Feeling very clever, Evie stepped from the telephone box and headed back toward the dining room. As she passed the elevator, the doors opened and a flustered Miss Lillian stood inside. “Oh, dear. I went down instead of up.” She was struggling with a bag of groceries, and Evie offered to help her carry the heavy bag to her apartment.

“Come in, come in, dear,” Miss Lillian said. “So nice to have a visitor. I’ll put the kettle on.”

“Oh, please don’t go to any trouble,” Evie said, but the old woman was already in the kitchen. Evie could hear the strike of the match, the hiss of the gas as it took. She hadn’t meant to get trapped in a conversation. That was the trouble with offering help to old people. She nearly tripped over a tabby cat, who meowed in surprise and darted away. A second cat, black with yellow eyes, peeked out from under a table. It was hard to see in the dim light. Miss Lillian reentered the room and turned on a lamp.

“What a charming home you have,” Evie managed to say, hoping that her grimace passed for a smile. The place was a dreadful mess, papers and books stacked all about, every surface covered in some sort of bric-a-brac: ornate clocks set to slightly different times, brass candelabras with dark candles burned down to nubs, a
bust of Thomas Jefferson, a framed picture of solemn pilgrim ladies on a hill, plants, dead flowers in a glass vase whose water had dried to a film on the sides, and a small painted tintype of what Evie presumed were the young Lillian and Adelaide in their starched pinafores.
If there were an award for hideous taste
, Evie thought,
the Proctor sisters would win, hands down.

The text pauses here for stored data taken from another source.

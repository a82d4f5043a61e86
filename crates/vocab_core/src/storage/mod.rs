//! Key-value substrate abstractions and the namespaced persistence layer.
//!
//! # Responsibility
//! - Define the storage capability the store depends on (`KeyValueStore`).
//! - Provide an in-memory test double and a SQLite-backed implementation.
//! - Wrap a backend in `Persistence`, which namespaces keys, (de)serializes
//!   JSON documents and absorbs every backend failure.
//!
//! # Invariants
//! - Backend errors never cross `Persistence` toward callers.
//! - Every key written by `Persistence` carries the namespace prefix.

use crate::db::DbError;
use std::error::Error;
use std::fmt::{Display, Formatter};

pub mod memory;
pub mod persistence;
pub mod sqlite;

pub use memory::MemoryKeyValueStore;
pub use persistence::{Persistence, ValueSource};
pub use sqlite::SqliteKeyValueStore;

pub type StorageResult<T> = Result<T, StorageError>;

/// Failure reported by a key-value backend.
#[derive(Debug)]
pub enum StorageError {
    Db(DbError),
    /// The write would grow the store beyond its byte budget.
    QuotaExceeded {
        needed_bytes: usize,
        quota_bytes: usize,
    },
    /// The substrate refuses access (disabled, locked down, torn down).
    Unavailable(String),
    Serialize(serde_json::Error),
    /// The connection does not carry the expected schema.
    MissingTable(&'static str),
}

impl Display for StorageError {
    fn fmt(&self, f: &mut Formatter<'_>) -> std::fmt::Result {
        match self {
            Self::Db(err) => write!(f, "{err}"),
            Self::QuotaExceeded {
                needed_bytes,
                quota_bytes,
            } => write!(
                f,
                "storage quota exceeded: need {needed_bytes} bytes, quota is {quota_bytes}"
            ),
            Self::Unavailable(reason) => write!(f, "storage unavailable: {reason}"),
            Self::Serialize(err) => write!(f, "failed to serialize value: {err}"),
            Self::MissingTable(table) => write!(f, "required table `{table}` is missing"),
        }
    }
}

impl Error for StorageError {
    fn source(&self) -> Option<&(dyn Error + 'static)> {
        match self {
            Self::Db(err) => Some(err),
            Self::Serialize(err) => Some(err),
            Self::QuotaExceeded { .. } | Self::Unavailable(_) | Self::MissingTable(_) => None,
        }
    }
}

impl From<DbError> for StorageError {
    fn from(value: DbError) -> Self {
        Self::Db(value)
    }
}

impl From<rusqlite::Error> for StorageError {
    fn from(value: rusqlite::Error) -> Self {
        Self::Db(DbError::Sqlite(value))
    }
}

impl From<serde_json::Error> for StorageError {
    fn from(value: serde_json::Error) -> Self {
        Self::Serialize(value)
    }
}

/// Raw string-to-string storage capability.
///
/// Keys are full keys (namespace included); values are serialized JSON.
pub trait KeyValueStore {
    fn get(&self, key: &str) -> StorageResult<Option<String>>;
    fn set(&mut self, key: &str, value: &str) -> StorageResult<()>;
    fn remove(&mut self, key: &str) -> StorageResult<()>;
    /// Returns every stored key starting with `prefix`, sorted.
    fn keys_with_prefix(&self, prefix: &str) -> StorageResult<Vec<String>>;
}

“Here’s your tea, dear. Do have a seat,” Miss Lillian said.

Miss Lillian indicated a rocking chair beside an old pump organ.

“Thank you,” Evie said, already thinking up excuses for why she needed to leave: sick uncle, building on fire, a sudden case of gangrene.

“Addie and I have lived in the Bennington since nearly the beginning. We moved in in the spring of 1875. April.” She frowned. “Or perhaps May.”

“Spring of 1875,” Evie said, thinking. “Miss Lillian, do you remember a story about a man named John Hobbes who was hanged for murder in 1876?”

Miss Lillian pursed her lips, thinking. “I can’t say that I do.”

“He was accused of murdering a woman named Ida Knowles.”

“Oh, Ida Knowles! Yes, I remember that. Ran off with a fortune hunter, they said. And then… yes, yes, I remember now! That man—”

“John Hobbes.”

“He was tried for it. Oh, he seemed a bad sort. A grave robber, if I recall correctly. A charlatan.”

“Do you remember any details of the case, or anything about him? Anything at all?” Evie sipped her tea. It had an odd taste.

“No, I’m afraid not, dear. I’m an old woman. Ah, here’s our Addie now.”

Miss Adelaide carried the black cat with the yellow eyes and wore a dress that had probably seen its best days when Teddy
Roosevelt was president. “I found Hawthorne trying to eat my begonias, the little devil,” she said, nuzzling the meowing cat.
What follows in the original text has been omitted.